By Mary Jane Dittmar
“Cloud computing is driving innovation and expediting research around the world,” according to Nathan Day, chief scientist, IBM’s SoftLayer. As an example, Day points to Take Open Source Robotics Foundation (OSRF) and its Defense Advanced Research Projects Agency (DARPA)-sponsored DARPA Robotics Challenge (DRC). The DRC’s objective is to identify innovative methods for deploying robots for disaster-response evolutions.
This was the first competition in which DARPA incorporated a cloud-based simulation stage, Day notes. The Virtual Robotics Challenge, run over the cloud, made it possible for more than 100 teams from around the world to compete from remote locations. These winners will then engage in competition with physical robots at a live event.

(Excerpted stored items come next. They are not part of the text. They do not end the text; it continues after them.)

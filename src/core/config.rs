//! Engine configuration.
//!
//! Hosts configure the engine at startup with an `EngineConfig`, usually
//! loaded from JSON. Every field has a default, so a partial (or empty)
//! file is valid and new fields never break old files.

use std::collections::BTreeMap;
use std::path::{Path, PathBuf};

use rustc_hash::FxHashMap;
use serde::{Deserialize, Serialize};

use super::entity::Material;
use super::error::{EngineError, Result};

/// Price and identity of an enchantment tier.
#[derive(Clone, Debug, PartialEq, Eq, Serialize, Deserialize)]
pub struct TierConfig {
    /// Experience levels charged for a random enchantment of this tier.
    pub cost: u32,
}

/// Top-level engine configuration.
#[derive(Clone, Debug, PartialEq, Serialize, Deserialize)]
#[serde(default)]
pub struct EngineConfig {
    /// Chat prefix substituted for `%prefix%` in messages.
    pub prefix: String,

    /// Open the tier GUI on a bare base command (players only).
    pub tier_gui: bool,

    /// Whether enchanting tables can roll custom enchantments.
    pub enchantment_table: bool,
    pub enchanting_table_min: u32,
    pub enchanting_table_max: u32,

    /// Ore/raw material to smelted result, used by `SMELT`.
    pub smelt: FxHashMap<Material, Material>,

    /// Blocks `INFUSION` never breaks.
    pub infusion_blacklist: Vec<Material>,

    /// Tier name to tier settings.
    pub tiers: BTreeMap<String, TierConfig>,

    /// Ticks between mutation revert sweeps.
    pub sweep_interval: u64,

    /// Ticks between user data saves.
    pub save_interval: u64,

    /// Where catalogue and user data live.
    pub data_dir: PathBuf,
}

impl Default for EngineConfig {
    fn default() -> Self {
        let smelt = [
            ("IRON_ORE", "IRON_INGOT"),
            ("DEEPSLATE_IRON_ORE", "IRON_INGOT"),
            ("RAW_IRON", "IRON_INGOT"),
            ("RAW_GOLD", "GOLD_INGOT"),
            ("RAW_COPPER", "COPPER_INGOT"),
            ("GOLD_ORE", "GOLD_INGOT"),
            ("DEEPSLATE_GOLD_ORE", "GOLD_INGOT"),
            ("SAND", "GLASS"),
        ]
        .into_iter()
        .map(|(from, to)| (Material::new(from), Material::new(to)))
        .collect();

        let infusion_blacklist = ["BEDROCK", "SPAWNER", "CHEST", "TRAPPED_CHEST", "WATER", "LAVA"]
            .into_iter()
            .map(Material::new)
            .collect();

        let tiers = [("Common", 20), ("Elite", 40), ("Legendary", 60)]
            .into_iter()
            .map(|(name, cost)| (name.to_string(), TierConfig { cost }))
            .collect();

        Self {
            prefix: "&e&lIridiumEnchants &8»".to_string(),
            tier_gui: true,
            enchantment_table: true,
            enchanting_table_min: 1,
            enchanting_table_max: 3,
            smelt,
            infusion_blacklist,
            tiers,
            sweep_interval: 20,
            save_interval: 6000,
            data_dir: PathBuf::from("data"),
        }
    }
}

impl EngineConfig {
    /// Load configuration from a JSON file.
    pub fn load(path: impl AsRef<Path>) -> Result<Self> {
        let path = path.as_ref();
        let text = std::fs::read_to_string(path).map_err(|e| EngineError::io(path, e))?;
        Ok(serde_json::from_str(&text)?)
    }

    /// Write configuration as pretty JSON.
    pub fn save(&self, path: impl AsRef<Path>) -> Result<()> {
        let path = path.as_ref();
        let text = serde_json::to_string_pretty(self)?;
        std::fs::write(path, text).map_err(|e| EngineError::io(path, e))
    }

    /// Smelted result for a material, if it has one.
    #[must_use]
    pub fn smelted(&self, material: &Material) -> Option<&Material> {
        self.smelt.get(material)
    }

    #[must_use]
    pub fn is_infusion_blacklisted(&self, material: &Material) -> bool {
        self.infusion_blacklist.contains(material)
    }
}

DARPA’s future strategic plans include using robots for humanitarian efforts and disaster relief for victims of natural and man-made disasters, thereby decreasing health and other risks for rescue and humanitarian aid workers.
The applications for robotics technology in other areas such as government and business span the vastness of imagination, Day suggests. He provides a “glimpse” of a robot CHEETAH that “can gallop at 18 miles per hour and set a new land speed record for legged robots” and lauds ATLAS, an upright robot that is “one of the most advanced humanoids ever built.”
The cloud has made these advancements possible, Day explains, “by providing advanced, scalable computing power on-demand over the Internet.”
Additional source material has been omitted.